Abstract:
A spring powered switching mechanism in which the energy required to complete switching is stored in a spring (or springs) which are constrained in a &#34;cocked&#34; or stressed condition by a fuse wire. The fuse wire has the characteristic of having a relative flat coefficient of resistivity over a large temperature range. The mechanism is operative to close (or open) electrical circuits permanently upon receipt of the appropriate electrical signal to the &#34;fuse&#34; or &#34;bridge&#34; wire which is caused to break as a result of the receipt of the electrical signal.

Description:
BACKGROUND 
     1. Field of the Invention. 
     A switching mechanism which selectively shorts (or opens) an electrical circuit, in general, and, more particularly, a spring-powered switching mechanism which is capable of one-shot operation under specified conditions over a long period of time. 
     2. Prior Art. 
     There are many switching mechanisms for electrical circuits which are well known in the prior art. Many of these switching mechanisms are electromechanical in nature, such as relays or the like. Also, many of these electromechanical switching mechanisms are &#34;one-shot&#34; devices such as latching relays or the like. That is, upon the application of a control signal, the &#34;one-shot&#34; switching mechanism is triggered into a prescribed position or condition. Typically, in the case of latching relays or the like, the position or condition of the device is altered (to the original condition) by the application of a different (or further) control signal. 

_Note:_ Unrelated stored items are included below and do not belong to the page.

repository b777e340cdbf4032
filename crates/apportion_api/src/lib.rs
use std::collections::HashSet;

use async_trait::async_trait;
use shared::{
    domain::{AllocationGroupId, BaseKind, BaseRecord, ModelId, ProposedMember, UnitRow},
    error::{ApiError, ErrorCode},
    protocol::{
        AllocationGroupEntry, AllocationTable, CalculatedCoefficient, CoefficientOutcome,
        CoefficientRequest, CoefficientTable, ModelHierarchyEntry, UnitShare,
    },
};
use storage::Storage;
use tracing::{info, warn};

mod validator;

pub use validator::validate;

/// Source of base rows, e.g. a spreadsheet or file reader. An empty result
/// means the import was cancelled or failed.
#[async_trait]
pub trait RowImporter: Send + Sync {
    async fn import_rows(&self) -> Vec<BaseRecord>;
}

#[derive(Clone)]
pub struct ApiContext {
    pub storage: Storage,
}

impl ApiContext {
    pub async fn open(database_url: &str) -> Result<Self, ApiError> {
        let storage = Storage::new(database_url).await?;
        Ok(Self { storage })
    }

    pub async fn close(self) {
        self.storage.close().await;
    }
}

pub async fn import_base_records(
    ctx: &ApiContext,
    kind: BaseKind,
    importer: &dyn RowImporter,
) -> Result<usize, ApiError> {
    let rows = importer.import_rows().await;
    if rows.is_empty() {
        warn!(kind = kind.as_str(), "importer returned no rows; stored records untouched");
        return Err(ApiError::new(ErrorCode::ValidationFailed, "no rows to save"));
    }
    Ok(ctx.storage.save_base_records(kind, &rows).await?)
}

pub async fn list_base_records(ctx: &ApiContext, kind: BaseKind) -> Result<Vec<BaseRecord>, ApiError> {
    Ok(ctx.storage.list_base_records(kind).await?)
}

/// Rows a user distributes into groups: the whole-building membership.
pub async fn list_building_units(ctx: &ApiContext) -> Result<Vec<UnitRow>, ApiError> {
    Ok(ctx.storage.list_building_units().await?)
}

/// Validates the proposal against the rows it was built from, then replaces
/// the whole allocation.
pub async fn save_allocation(
    ctx: &ApiContext,
    allocation_name: &str,
    proposed: &[ProposedMember],
    loaded: &[UnitRow],
) -> Result<Vec<AllocationTable>, ApiError> {
    let report = validate(proposed, loaded);
    if !report.is_ok() {
        warn!(
            allocation = allocation_name,
            problems = report.errors.len(),
            "allocation rejected by validation"
        );
        return Err(ApiError::new(
            ErrorCode::ValidationFailed,
            format!(
                "allocation '{allocation_name}' has {} problem(s)",
                report.errors.len()
            ),
        )
        .with_details(report.errors));
    }
    Ok(ctx.storage.save_allocation(allocation_name, proposed).await?)
}

pub async fn create_group(
    ctx: &ApiContext,
    allocation_name: &str,
    group_name: &str,
    members: &[UnitRow],
) -> Result<AllocationGroupId, ApiError> {
    Ok(ctx
        .storage
        .create_group(allocation_name, group_name, members)
        .await?)
}

pub async fn create_subgroup(
    ctx: &ApiContext,
    parent: AllocationGroupId,
    group_name: &str,
    members: &[UnitRow],
) -> Result<AllocationGroupId, ApiError> {
    Ok(ctx.storage.create_subgroup(parent, group_name, members).await?)
}

pub async fn delete_allocation(
    ctx: &ApiContext,
    allocation_name: &str,
) -> Result<Vec<AllocationTable>, ApiError> {
    Ok(ctx.storage.delete_allocation(allocation_name).await?)
}

pub async fn delete_group(
    ctx: &ApiContext,
    id: AllocationGroupId,
) -> Result<Vec<AllocationTable>, ApiError> {
    Ok(ctx.storage.delete_group(id).await?)
}

pub async fn list_available_leaf_groups(ctx: &ApiContext) -> Result<Vec<AllocationTable>, ApiError> {
    Ok(ctx.storage.list_available_leaf_groups().await?)
}

pub async fn list_allocation_options(ctx: &ApiContext) -> Result<Vec<String>, ApiError> {
    Ok(ctx.storage.list_allocation_options().await?)
}

pub async fn list_allocation_tables(
    ctx: &ApiContext,
    allocation_name: &str,
) -> Result<Vec<AllocationTable>, ApiError> {
    Ok(ctx.storage.list_allocation_tables(allocation_name).await?)
}

pub async fn list_allocation_groups(ctx: &ApiContext) -> Result<Vec<AllocationGroupEntry>, ApiError> {
    Ok(ctx.storage.list_allocation_groups().await?)
}

pub async fn group_members(ctx: &ApiContext, id: AllocationGroupId) -> Result<Vec<UnitRow>, ApiError> {
    Ok(ctx.storage.group_members(id).await?)
}

pub async fn total_area(ctx: &ApiContext, tables: &[AllocationGroupId]) -> Result<f64, ApiError> {
    Ok(ctx.storage.total_area(tables).await?)
}

pub async fn register_model(
    ctx: &ApiContext,
    name: &str,
    parent: Option<ModelId>,
) -> Result<ModelId, ApiError> {
    Ok(ctx.storage.insert_model(name, parent).await?)
}

pub async fn list_model_hierarchy(ctx: &ApiContext) -> Result<Vec<ModelHierarchyEntry>, ApiError> {
    Ok(ctx.storage.list_model_hierarchy().await?)
}

/// Models that may become the parent of `current`: everything outside its
/// own subtree. With no current model every model qualifies.
pub async fn available_parent_models(
    ctx: &ApiContext,
    current: Option<ModelId>,
) -> Result<Vec<ModelHierarchyEntry>, ApiError> {
    let all = ctx.storage.list_model_hierarchy().await?;
    let Some(current) = current else {
        return Ok(all);
    };
    let excluded: HashSet<ModelId> = ctx.storage.model_subtree(current).await?.into_iter().collect();
    Ok(all
        .into_iter()
        .filter(|entry| !excluded.contains(&entry.model.id))
        .collect())
}

/// Every descendant of `id` in display order, i.e. what a delete would
/// take with it.
pub async fn child_models(ctx: &ApiContext, id: ModelId) -> Result<Vec<ModelHierarchyEntry>, ApiError> {
    let descendants: HashSet<ModelId> = ctx
        .storage
        .model_subtree(id)
        .await?
        .into_iter()
        .filter(|&model| model != id)
        .collect();
    Ok(ctx
        .storage
        .list_model_hierarchy()
        .await?
        .into_iter()
        .filter(|entry| descendants.contains(&entry.model.id))
        .collect())
}

async fn resolve_parent_coefficient(
    ctx: &ApiContext,
    model_id: ModelId,
    supplied: Option<f64>,
) -> Result<f64, ApiError> {
    match supplied {
        Some(value) => Ok(value),
        None => Ok(ctx.storage.inherited_coefficient(model_id).await?),
    }
}

/// Computes and stores a model's coefficient. Without an explicit parent
/// coefficient the parent model's stored coefficient is used.
pub async fn compute_coefficient(
    ctx: &ApiContext,
    model_id: ModelId,
    common_tables: &[AllocationGroupId],
    participant_tables: &[AllocationGroupId],
    parent_coefficient: Option<f64>,
) -> Result<CoefficientOutcome, ApiError> {
    let parent_coefficient = resolve_parent_coefficient(ctx, model_id, parent_coefficient).await?;
    let request = CoefficientRequest {
        model_id,
        common_tables: common_tables.to_vec(),
        participant_tables: participant_tables.to_vec(),
        parent_coefficient,
    };
    let outcome = ctx.storage.compute_and_store(&request).await.map_err(|err| {
        let err = ApiError::from(err);
        warn!(model_id = model_id.0, code = ?err.code, "coefficient computation failed");
        err
    })?;
    info!(
        model_id = model_id.0,
        coefficient = %outcome.coefficient_text(),
        "coefficient stored"
    );
    Ok(outcome)
}

pub async fn compute_apportionable_area(
    ctx: &ApiContext,
    model_id: ModelId,
    common_tables: &[AllocationGroupId],
    parent_coefficient: Option<f64>,
) -> Result<Vec<UnitShare>, ApiError> {
    let parent_coefficient = resolve_parent_coefficient(ctx, model_id, parent_coefficient).await?;
    Ok(ctx
        .storage
        .store_apportionable_area(model_id, common_tables, parent_coefficient)
        .await?)
}

/// Deletes a model with its descendants; returns the result columns removed.
pub async fn delete_model(ctx: &ApiContext, id: ModelId) -> Result<Vec<String>, ApiError> {
    Ok(ctx.storage.delete_model(id).await?)
}

pub async fn delete_model_named(
    ctx: &ApiContext,
    name: &str,
) -> Result<(ModelId, Vec<String>), ApiError> {
    Ok(ctx.storage.delete_model_named(name).await?)
}

pub async fn model_coefficient(ctx: &ApiContext, id: ModelId) -> Result<Option<f64>, ApiError> {
    Ok(ctx.storage.model_coefficient(id).await?)
}

pub async fn calculated_coefficients(
    ctx: &ApiContext,
) -> Result<Vec<CalculatedCoefficient>, ApiError> {
    Ok(ctx.storage.calculated_coefficients().await?)
}

pub async fn coefficient_table(ctx: &ApiContext) -> Result<CoefficientTable, ApiError> {
    Ok(ctx.storage.coefficient_table().await?)
}

#[cfg(test)]
#[path = "tests/lib_tests.rs"]
mod tests;
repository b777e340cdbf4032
pub mod domain;
pub mod error;
pub mod numeric;
pub mod protocol;
//! Allocation groups and their membership tables.
//!
//! Every non-root node of the allocation tree owns one membership table,
//! stored as the `allocation_members` rows keyed by the node id. The
//! permanent whole-building root has no stored rows of its own; its
//! membership is the derived `building_units` set.

use std::collections::{HashMap, HashSet};

use anyhow::{anyhow, Context, Result};
use shared::{
    domain::{
        allocation_node_name, is_common_parts, AllocationGroupId, AllocationGroupNode,
        ProposedMember, UnitRow,
    },
    error::{ApiException, ErrorCode},
    protocol::{AllocationGroupEntry, AllocationTable},
};
use sqlx::{Row, SqliteConnection};
use tracing::{debug, info, warn};

use crate::{aggregate, hierarchy::Hierarchy, Storage, TreeArena};

#[derive(Debug, Clone)]
struct GroupMeta {
    alias: String,
    permanent: bool,
}

/// Allocation tree snapshot plus the columns only groups carry.
struct GroupTree {
    arena: TreeArena,
    meta: HashMap<i64, GroupMeta>,
}

impl GroupTree {
    async fn load(conn: &mut SqliteConnection) -> Result<Self> {
        let arena = Hierarchy::ALLOCATION_GROUPS.load(conn).await?;
        let rows = sqlx::query("SELECT id, alias, is_permanent FROM allocation_group_tree")
            .fetch_all(&mut *conn)
            .await
            .context("failed to load allocation group aliases")?;
        let meta = rows
            .into_iter()
            .map(|r| {
                (
                    r.get::<i64, _>(0),
                    GroupMeta {
                        alias: r.get::<String, _>(1),
                        permanent: r.get::<bool, _>(2),
                    },
                )
            })
            .collect();
        Ok(Self { arena, meta })
    }

    fn root(&self) -> Result<i64> {
        self.meta
            .iter()
            .filter(|(_, m)| m.permanent)
            .map(|(&id, _)| id)
            .min()
            .ok_or_else(|| anyhow!("whole-building root is missing from the allocation tree"))
    }

    fn is_permanent(&self, id: i64) -> bool {
        self.meta.get(&id).is_some_and(|m| m.permanent)
    }

    fn node(&self, id: i64) -> Option<AllocationGroupNode> {
        let node = self.arena.get(id)?;
        let meta = self.meta.get(&id)?;
        Some(AllocationGroupNode {
            id: AllocationGroupId(id),
            name: node.name.clone(),
            alias: meta.alias.clone(),
            parent_id: node.parent_id.map(AllocationGroupId),
            order_index: node.order_index,
            permanent: meta.permanent,
        })
    }

    fn table(&self, id: i64) -> Option<AllocationTable> {
        let node = self.arena.get(id)?;
        Some(AllocationTable {
            id: AllocationGroupId(id),
            name: node.name.clone(),
            alias: self.meta.get(&id).map(|m| m.alias.clone()).unwrap_or_default(),
        })
    }

    fn find_child(&self, parent: i64, name: &str) -> Option<i64> {
        self.arena
            .children(parent)
            .iter()
            .copied()
            .find(|&child| self.arena.get(child).is_some_and(|n| n.name == name))
    }

    /// Resolves an allocation by its display name under the root, then by
    /// exact node name anywhere in the tree.
    fn resolve_allocation(&self, root: i64, allocation_name: &str) -> Option<i64> {
        self.find_child(root, &allocation_node_name(allocation_name))
            .or_else(|| self.arena.find_by_name(allocation_name))
    }

    fn child_name(&self, parent: i64, group_name: &str) -> String {
        if self.is_permanent(parent) {
            return allocation_node_name(group_name);
        }
        let parent_name = self
            .arena
            .get(parent)
            .map(|n| n.name.as_str())
            .unwrap_or_default();
        format!("{parent_name}_{group_name}")
    }
}

fn require_name(kind: &str, value: &str) -> Result<()> {
    if value.trim().is_empty() {
        return Err(
            ApiException::new(ErrorCode::ValidationFailed, format!("{kind} name must not be empty"))
                .into(),
        );
    }
    Ok(())
}

fn missing_group(id: AllocationGroupId) -> anyhow::Error {
    ApiException::not_found(format!("allocation group {} not found", id.0)).into()
}

/// Returns the existing child called `name` or appends a new one.
async fn ensure_child(
    conn: &mut SqliteConnection,
    tree: &GroupTree,
    parent: i64,
    name: &str,
    alias: &str,
) -> Result<i64> {
    if let Some(existing) = tree.find_child(parent, name) {
        return Ok(existing);
    }
    let id = Hierarchy::ALLOCATION_GROUPS
        .insert(conn, name, Some(parent))
        .await?;
    sqlx::query("UPDATE allocation_group_tree SET alias = ? WHERE id = ?")
        .bind(alias)
        .bind(id)
        .execute(&mut *conn)
        .await?;
    Ok(id)
}
//! Area parsing, rounding and the apportionment formula.
//!
//! All rounding is half away from zero. The scaled value gets a small tie
//! tolerance so that decimal ties like `1.005` round up even though the
//! binary representation sits just below the tie.

pub const COEFFICIENT_PLACES: u32 = 6;
pub const AREA_PLACES: u32 = 2;

const TIE_TOLERANCE: f64 = 1e-9;

/// Parses stored decimal text. Blank, non-numeric and non-finite values are `0`.
pub fn parse_decimal(raw: &str) -> f64 {
    match raw.trim().parse::<f64>() {
        Ok(value) if value.is_finite() => value,
        _ => 0.0,
    }
}

pub fn parse_area(raw: &str) -> f64 {
    parse_decimal(raw)
}

pub fn round_half_away(value: f64, places: u32) -> f64 {
    if !value.is_finite() {
        return value;
    }
    let factor = 10f64.powi(places as i32);
    let scaled = value * factor;
    let whole = scaled.trunc();
    let fraction = (scaled - whole).abs();
    let rounded = if fraction + TIE_TOLERANCE >= 0.5 {
        whole + scaled.signum()
    } else {
        whole
    };
    // avoid rendering "-0.000000"
    if rounded == 0.0 {
        return 0.0;
    }
    rounded / factor
}

pub fn round_coefficient(value: f64) -> f64 {
    round_half_away(value, COEFFICIENT_PLACES)
}

pub fn round_area(value: f64) -> f64 {
    round_half_away(value, AREA_PLACES)
}

pub fn format_coefficient(value: f64) -> String {
    format!("{:.6}", round_coefficient(value))
}

pub fn format_area(value: f64) -> String {
    format!("{:.2}", round_area(value))
}

/// `round6((C + C * parent) / H)`, or `None` when the participant area is zero.
pub fn apportionment_coefficient(
    common_area: f64,
    participant_area: f64,
    parent_coefficient: f64,
) -> Option<f64> {
    if participant_area == 0.0 {
        return None;
    }
    Some(round_coefficient(
        (common_area + common_area * parent_coefficient) / participant_area,
    ))
}

pub fn apportioned_area(inner_area: f64, coefficient: f64) -> f64 {
    round_area(inner_area * coefficient)
}

pub fn apportionable_area(inner_area: f64, parent_coefficient: f64) -> f64 {
    round_area(inner_area * (1.0 + parent_coefficient))
}

#[cfg(test)]
mod tests {
    use super::*;

    #[test]
    fn parse_area_treats_garbage_as_zero() {
        assert_eq!(parse_area(" 12.5 "), 12.5);
        assert_eq!(parse_area(""), 0.0);
        assert_eq!(parse_area("n/a"), 0.0);
        assert_eq!(parse_area("NaN"), 0.0);
        assert_eq!(parse_area("inf"), 0.0);
    }

    #[test]
    fn rounds_half_away_from_zero() {
        assert_eq!(round_half_away(1.005, 2), 1.01);
        assert_eq!(round_half_away(-2.5, 0), -3.0);
        assert_eq!(round_half_away(2.5, 0), 3.0);
        assert_eq!(round_half_away(0.1234565, 6), 0.123457);
        assert_eq!(round_half_away(0.1234564, 6), 0.123456);
        assert_eq!(round_half_away(-0.0000001, 6), 0.0);
    }

    #[test]
    fn formats_fixed_places() {
        assert_eq!(format_coefficient(0.275), "0.275000");
        assert_eq!(format_area(13.75), "13.75");
        assert_eq!(format_area(3.0), "3.00");
        assert_eq!(format_coefficient(-0.0000001), "0.000000");
    }

    #[test]
    fn coefficient_matches_worked_example() {
        let coefficient = apportionment_coefficient(100.0, 400.0, 0.1).expect("non-zero area");
        assert_eq!(format_coefficient(coefficient), "0.275000");
        assert_eq!(apportioned_area(50.0, coefficient), 13.75);
    }

    #[test]
    fn coefficient_rejects_zero_participant_area() {
        assert!(apportionment_coefficient(100.0, 0.0, 0.0).is_none());
    }

    #[test]
    fn apportionable_area_scales_by_parent() {
        assert_eq!(apportionable_area(20.0, 0.25), 25.0);
        assert_eq!(apportionable_area(10.0, 0.0), 10.0);
    }
}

     In addition, there are other well known switching mechanisms for electrical circuits which are known in the art. For instance, many of these switching devices are of the semiconductor type. Likewise, there are other types of switching mechanisms which are capable of operating only on relatively small voltage, current and/or power signals. Consequently, these switching mechanisms have somewhat limited capabilities and applications. 
     Also, there are situations wherein a remote or hostile environment is involved. In this case, the switching mechanism must be capable of reliable operation over a long period of time, for example years, in the remote or hostile environment. In this type of arrangement, the switching mechanism which is disposed in the remote or hostile environment must be adapted for utilization in a particular application on a high reliability basis. 
     Examples of such hostile or remote environments are in outer space, underwater, and underground applications combined with extremes of temperatures and pressures or the like. In these cases, it is frequently required to use electrical circuits which are provided in substantial numbers and/or substantial redundancy. In this case, it is possible to use switching mechanisms to control the operation of the circuit by selectively shorting (or disconnecting) certain redundant circuitry in order to reduce power consumption, delete defective circuitry, replace defective circuitry with operable circuitry, or merely alter the configuration of the circuitry. 
     One such application is the circuitry used in devices which convert solar energy to electrical energy in space vehicles. In this case, a plurality of solar energy storage or conversion circuits and/or devices are connected in appropriate series and parallel circuit arrangements. 
     It is possible to detect and determine whether or not each individual electrical or solar energy storage or conversion circuit is operating properly. This can be accomplished through remote telemetry or the like. Upon an indication that one or more of the solar energy storage or conversion circuits (or cells) is defective, it is highly desirable to excise the defective cell from the overall circuit or panel in order to prevent unnecessary shorting, loading or the like. 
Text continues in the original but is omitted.